A few bourbons later, most passengers were asleep at this late hour as we flew over the Rocky Mountains in Colorado. While talking to me, in mid-sentence, the pilot brutally grabbed my arm and stared closely at my startled face. I thought I was looking at a madman, for he had started gasping, “We’re going to die … we’re going to die!” A loud thud from beneath our seats made our acceleration hesitate in mid-air, taking all the sounds of the plane with it. “Was that the landing gear?” I asked as I tried to move my left limb, which he had pinned to the armrest. Gravely, he looked at me, squeezing now even harder into my forearm, cutting off the circulation, and my fingers were going numb—time folded into itself as I waited for him to answer me. “No, we just lost power to the left generator,” he murmured under his bourbon breath. I’m no mechanic, but this didn’t sound good at 35,000 feet.
Terror sunk into my mind as I questioned being scared of death. “Is this it? This is how I die?” Snapping me out of those thoughts, I felt a wave of calm and the light touch of the unseen hand of my brother Allen. Fingering the six-pence I wore around my neck that he sent me for my 13th birthday, I heard, “Remember we were lifeguards, you know what to do, you got this, go.” Fearlessness wasn’t about not being frightened; it was going through the terror and uncertainty, leaving the fright behind.
Releasing my arm, the pilot jumped up and ran to the back of the plane, our nearest exit. My lifeguard training took over before I could think. I was standing in the aisle next to our seats, grasping at whatever I could find in the dimness of the cabin. The plane started a rapid descent in a nosedive motion, and the sudden drop in air pressure made it almost impossible to swallow with the weight of heaviness in my ears. The first noise I could identify was the wails of the infant child of the young couple from France. I turned towards the sound in the blackness as the emergency lights on the aisle floor started to flicker and illuminated the shadows of the terrified mother and the sleeping passengers. Then, a brief message came over the intercom system: “Flight attendants, please take your seats,” followed by dead silence. “Wait a minute, what about us”? I shouted. My mouth froze open when I realized we were on our own.
Quickly, I started shaking people awake, trying to be calm but having to shout to be heard, “Wake up! “Others who began to wake up began to do the same with the passengers next to them. Turning back and climbing up the aisle against the lack of pressure created a vortex, which felt more forceful than the eye of a storm, and I asked myself why I was traveling in a dress and high heels.
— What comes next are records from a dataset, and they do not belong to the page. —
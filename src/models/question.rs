// src/models/question.rs

use serde::{Deserialize, Serialize};
use sqlx::prelude::FromRow;
use validator::Validate;

/// Represents the 'questions' table in the database.
#[derive(Debug, Clone, FromRow, Serialize, Deserialize)]
pub struct Question {
    pub id: i64,

    /// The text content of the question.
    pub question_text: String,

    /// Worked explanation of the correct answer.
    pub explanation: Option<String>,

    pub exam_type_id: i64,
    pub subject_id: i64,
    pub topic_id: Option<i64>,

    /// 'easy', 'medium' or 'hard'.
    pub difficulty: String,

    /// Original examination year, when known.
    pub year: Option<i32>,

    /// Moderation status: 'pending', 'approved' or 'rejected'.
    /// Bulk-imported questions always start as 'pending'.
    pub status: String,

    pub created_by: i64,
    pub is_active: bool,
    pub created_at: Option<chrono::DateTime<chrono::Utc>>,
}

/// Represents the 'question_options' table. Each row is one answer option
/// (A-F) owned by exactly one question.
#[derive(Debug, Clone, FromRow, Serialize, Deserialize)]
pub struct QuestionOption {
    pub id: i64,
    pub question_id: i64,
    pub label: String,
    pub option_text: String,
    pub is_correct: bool,
    pub sort_order: i32,
}

/// DTO for sending a question to practice clients (hides the correct flag).
#[derive(Debug, Serialize)]
pub struct PublicQuestion {
    pub id: i64,
    pub question_text: String,
    pub difficulty: String,
    pub year: Option<i32>,
    pub options: Vec<PublicOption>,
}

/// DTO for one answer option as shown to practice clients.
#[derive(Debug, Serialize, FromRow)]
pub struct PublicOption {
    #[serde(skip)]
    pub question_id: i64,
    pub label: String,
    pub option_text: String,
    pub sort_order: i32,
}

/// DTO for one answer option when authoring a question.
#[derive(Debug, Serialize, Deserialize, Validate)]
pub struct CreateOptionRequest {
    #[validate(length(min = 1, max = 1, message = "Option label must be a single letter."))]
    pub label: String,
    #[validate(length(min = 1, max = 1000))]
    pub option_text: String,
    #[serde(default)]
    pub is_correct: bool,
}

/// DTO for creating a new question through the admin API.
#[derive(Debug, Deserialize, Validate)]
pub struct CreateQuestionRequest {
    #[validate(length(min = 1, max = 2000))]
    pub question_text: String,
    #[validate(length(max = 5000))]
    pub explanation: Option<String>,
    pub exam_type_id: i64,
    pub subject_id: i64,
    pub topic_id: Option<i64>,
    pub difficulty: Option<String>,
    pub year: Option<i32>,
    pub status: Option<String>,
    #[validate(custom(function = validate_options))]
    pub options: Vec<CreateOptionRequest>,
}

/// DTO for updating a question. Fields are optional.
#[derive(Debug, Deserialize)]
pub struct UpdateQuestionRequest {
    pub question_text: Option<String>,
    pub explanation: Option<String>,
    pub exam_type_id: Option<i64>,
    pub subject_id: Option<i64>,
    pub topic_id: Option<i64>,
    pub difficulty: Option<String>,
    pub year: Option<i32>,
    pub status: Option<String>,
    pub is_active: Option<bool>,
    /// When present, the full option set is replaced atomically.
    pub options: Option<Vec<CreateOptionRequest>>,
}

fn validate_options(options: &[CreateOptionRequest]) -> Result<(), validator::ValidationError> {
    if options.len() < 2 {
        return Err(validator::ValidationError::new("at_least_two_options"));
    }
    let correct = options.iter().filter(|o| o.is_correct).count();
    if correct != 1 {
        return Err(validator::ValidationError::new("exactly_one_correct_option"));
    }
    for opt in options {
        if !matches!(opt.label.as_str(), "A" | "B" | "C" | "D" | "E" | "F") {
            return Err(validator::ValidationError::new("label_out_of_range"));
        }
    }
    Ok(())
}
As quickly as the plane had gone into a nosedive, it leveled out, and the overhead reading lights came back on. When I reached the young Parisian family, they were embraced in a rocking motion, and the husband was trying to soothe the infant’s now frightening screams. I knelt on the empty seat in front of them and started gesturing to hold the baby’s nose by demonstrating as if I had my own. The mother wildly shook her head with gasps of French arguing with me. Horrified, I realized she thought I was telling her to smoother her baby, perhaps saving it from a terrible death we might all soon meet? Putting on my best impromptu mime show, exaggerating jesters to my ears and then to my nose back and forth behind my anxious smile, the father got it. Between the awful cries and the infant’s struggle to breathe, the father pinched its nose, immediately stifling its cries, and then he did the same to his wife as she began to cry.